The Role of Colonialism in Creating and Perpetuating Statelessness in Southern Africa

The fourth article is by Aimée-Noël Mbiyozo entitled, “The Role of Colonialism in Creating and Perpetuating Statelessness in Southern Africa”. Through a literature review of existing publications on statelessness in the Southern African region the article is based on extracts and summaries of relevant text to describe the role of colonialism in creating and perpetuating statelessness. Links of statelessness to colonial histories, border changes, migration, gender, ethnic and religious discrimination, and poor civil registry systems are given. The article shows colonisalism has shaped most Southern African nationality laws which has exacerbated statelessness and xenophobia and the costs of statelessness to the society from three case studies in Southern Africa. The article also gives an indication of the importance of steps to address statelessness through different legal and policy measures and to ensure citizenship as a fundamental and essential human right[7].

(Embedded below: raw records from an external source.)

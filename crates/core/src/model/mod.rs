mod character;
mod entry;
mod question;

pub use character::{CharacterId, Stage, StageError, CHARACTERS_PER_LEVEL, MAX_STAGE};
pub use entry::{EntryError, VocabularyEntry};
pub use question::{Question, QuestionError, OPTION_COUNT};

The Impact of Climate Change on Statelessness in the Southern African Region

The fifth article by Leah Ndimurwimo and Michaela Jahnig entitled, "The Impact of Climate Change on Statelessness in the Southern African Region" notes that climate change as one of the factors causing statelessness. Using the case studies of South Africa, Mozambique, and Tanzania, the article explains statelessness and its association with cross-border and permanent displacement due to the impacts of climate change. Such circumstances were pointed out to lead to uncertainty in the rights and legal statuses of stateless persons, which can be passed on to subsequent generations. Due to the far-reaching implications of climate change on stateless implications. The article recommends the review of current laws and policies for effective prevention of statelessness and protection and promotion of stateless persons' rights in the Southern African region[8].

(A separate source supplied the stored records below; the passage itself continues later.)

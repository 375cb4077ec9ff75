use std::sync::Arc;

use engine::{Game, GameFlow, Screen, SessionEnd, STARTING_LIVES, WIN_SCORE};
use quiz_core::model::{VocabularyEntry, OPTION_COUNT};
use words::InMemoryProvider;

fn build_provider() -> Arc<InMemoryProvider> {
    let entries = vec![
        VocabularyEntry::new("dog", "犬", 1).unwrap(),
        VocabularyEntry::new("cat", "猫", 1).unwrap(),
        VocabularyEntry::new("bird", "鳥", 1).unwrap(),
        VocabularyEntry::new("fish", "魚", 1).unwrap(),
        VocabularyEntry::new("abandon", "放棄する", 2).unwrap(),
        VocabularyEntry::new("benefit", "利益", 2).unwrap(),
        VocabularyEntry::new("candidate", "候補者", 2).unwrap(),
    ];
    Arc::new(InMemoryProvider::new(entries))
}

#[test]
fn perfect_run_wins_at_ten() {
    let mut game = Game::with_seed(build_provider(), 42);
    game.start(1).unwrap();

    let mut answers = 0;
    while game.ended().is_none() {
        let correct = game.current_question().unwrap().correct_index();
        let outcome = game.submit_answer(correct).unwrap();
        answers += 1;
        assert!(outcome.correct);
        assert!(answers <= WIN_SCORE, "game should end after {WIN_SCORE} answers");
    }

    assert_eq!(game.ended(), Some(SessionEnd::Win));
    let state = game.state().unwrap();
    assert_eq!(state.correct_count(), WIN_SCORE);
    assert_eq!(state.questions_answered(), WIN_SCORE);
    assert_eq!(state.life(), STARTING_LIVES);
    assert_eq!(state.stage().value(), 3);
}

#[test]
fn three_misses_lose_with_a_full_recap() {
    let mut game = Game::with_seed(build_provider(), 7);
    game.start(1).unwrap();

    while game.ended().is_none() {
        let question = game.current_question().unwrap();
        let wrong = (question.correct_index() + 1) % OPTION_COUNT;
        let outcome = game.submit_answer(wrong).unwrap();
        assert!(!outcome.correct);
    }

    assert_eq!(game.ended(), Some(SessionEnd::Loss));
    let state = game.state().unwrap();
    assert_eq!(state.life(), 0);
    assert_eq!(state.correct_count(), 0);
    assert_eq!(state.questions_answered(), STARTING_LIVES);
    assert_eq!(state.missed_entries().len(), STARTING_LIVES as usize);
    for missed in state.missed_entries() {
        assert_eq!(missed.level(), 1);
    }
}

#[test]
fn mixed_run_tracks_score_life_and_stage_bounds() {
    let mut game = Game::with_seed(build_provider(), 99);
    game.start(2).unwrap();

    // alternate right and wrong answers until the session ends
    let mut answer_correctly = true;
    while game.ended().is_none() {
        let question = game.current_question().unwrap();
        let selected = if answer_correctly {
            question.correct_index()
        } else {
            (question.correct_index() + 1) % OPTION_COUNT
        };
        answer_correctly = !answer_correctly;
        game.submit_answer(selected).unwrap();

        let state = game.state().unwrap();
        assert!(state.correct_count() <= WIN_SCORE);
        assert!(state.life() <= STARTING_LIVES);
        assert!(state.stage().value() <= 3);
        assert!(state.correct_count() <= state.questions_answered());
    }

    // 3 misses arrive before the 10th correct answer on an alternating run
    assert_eq!(game.ended(), Some(SessionEnd::Loss));
    assert_eq!(game.state().unwrap().missed_entries().len(), 3);
}

#[test]
fn full_flow_win_then_replay_from_home() {
    let provider = build_provider();
    let mut flow = GameFlow::new(Game::with_seed(provider, 5));

    flow.select_level(1).unwrap();
    while flow.screen() == Screen::Quiz {
        let correct = flow.game().current_question().unwrap().correct_index();
        flow.answer(correct).unwrap();
    }
    assert_eq!(flow.screen(), Screen::StageClear);

    flow.retry();
    assert_eq!(flow.screen(), Screen::Home);
    assert!(flow.game().is_idle());

    // a fresh session starts clean after the reset
    flow.select_level(2).unwrap();
    let state = flow.game().state().unwrap();
    assert_eq!(state.correct_count(), 0);
    assert_eq!(state.life(), STARTING_LIVES);
    assert_eq!(state.character().level(), 2);
}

Challenging the Practice of Administrative Detention for Stateless Persons in South Africa

The sixth paper by Fatima Khan entitled, Challenging the Practice of Admnistrative Detention for Stateless Persons in South Africa" demonstrates the unlawfulness of the immigration detention of stateless persons and seek an alternative approach or a remedy that could be implemented for stateless persons to identify themselves as legally present in South Africa. Through the paper, the author brings to light how the South African Immigration Act Section 14 requires any person to identify themselves when approached by a police officer/immigration officer as a citizen or as a person lawfully present in the Republic. It also points the challenges stateless people encounter in when approached because they are mostly unable to demonstrate their legal presence or provide a valid identity document thus making them vulnerable to being detained. This article advocates for ways to protect the rights of vulnerable immigrants and for the Immigration law to be amended so that it can be suited to provide protection for stateless persons[9].  

Statelessness in Protracted Refugee situations: Former Angolan and Rwandan Refugees in Zambia

The last article by Mazuba Muchindu entitled, "Statelessness in the Potracted Refugee Situations: Former Angolan and Rwandan Refugees in Zambia" explored the risk of statelessness in protracted refugee situations, an area that has not received much attention both in academic literature and policy discussions. The paper discusses factors that increases the risk of statelessness among protracted refugees who at many times are unable or unwilling to acquire national identity documents from their country of origin for different reasons. The authors propose the need extend the definition of stateless persons to include de facto stateless persons since they are in effect stateless. This would enable them to access the necessary assistance, chief among which is the regularisation of their legal status[10].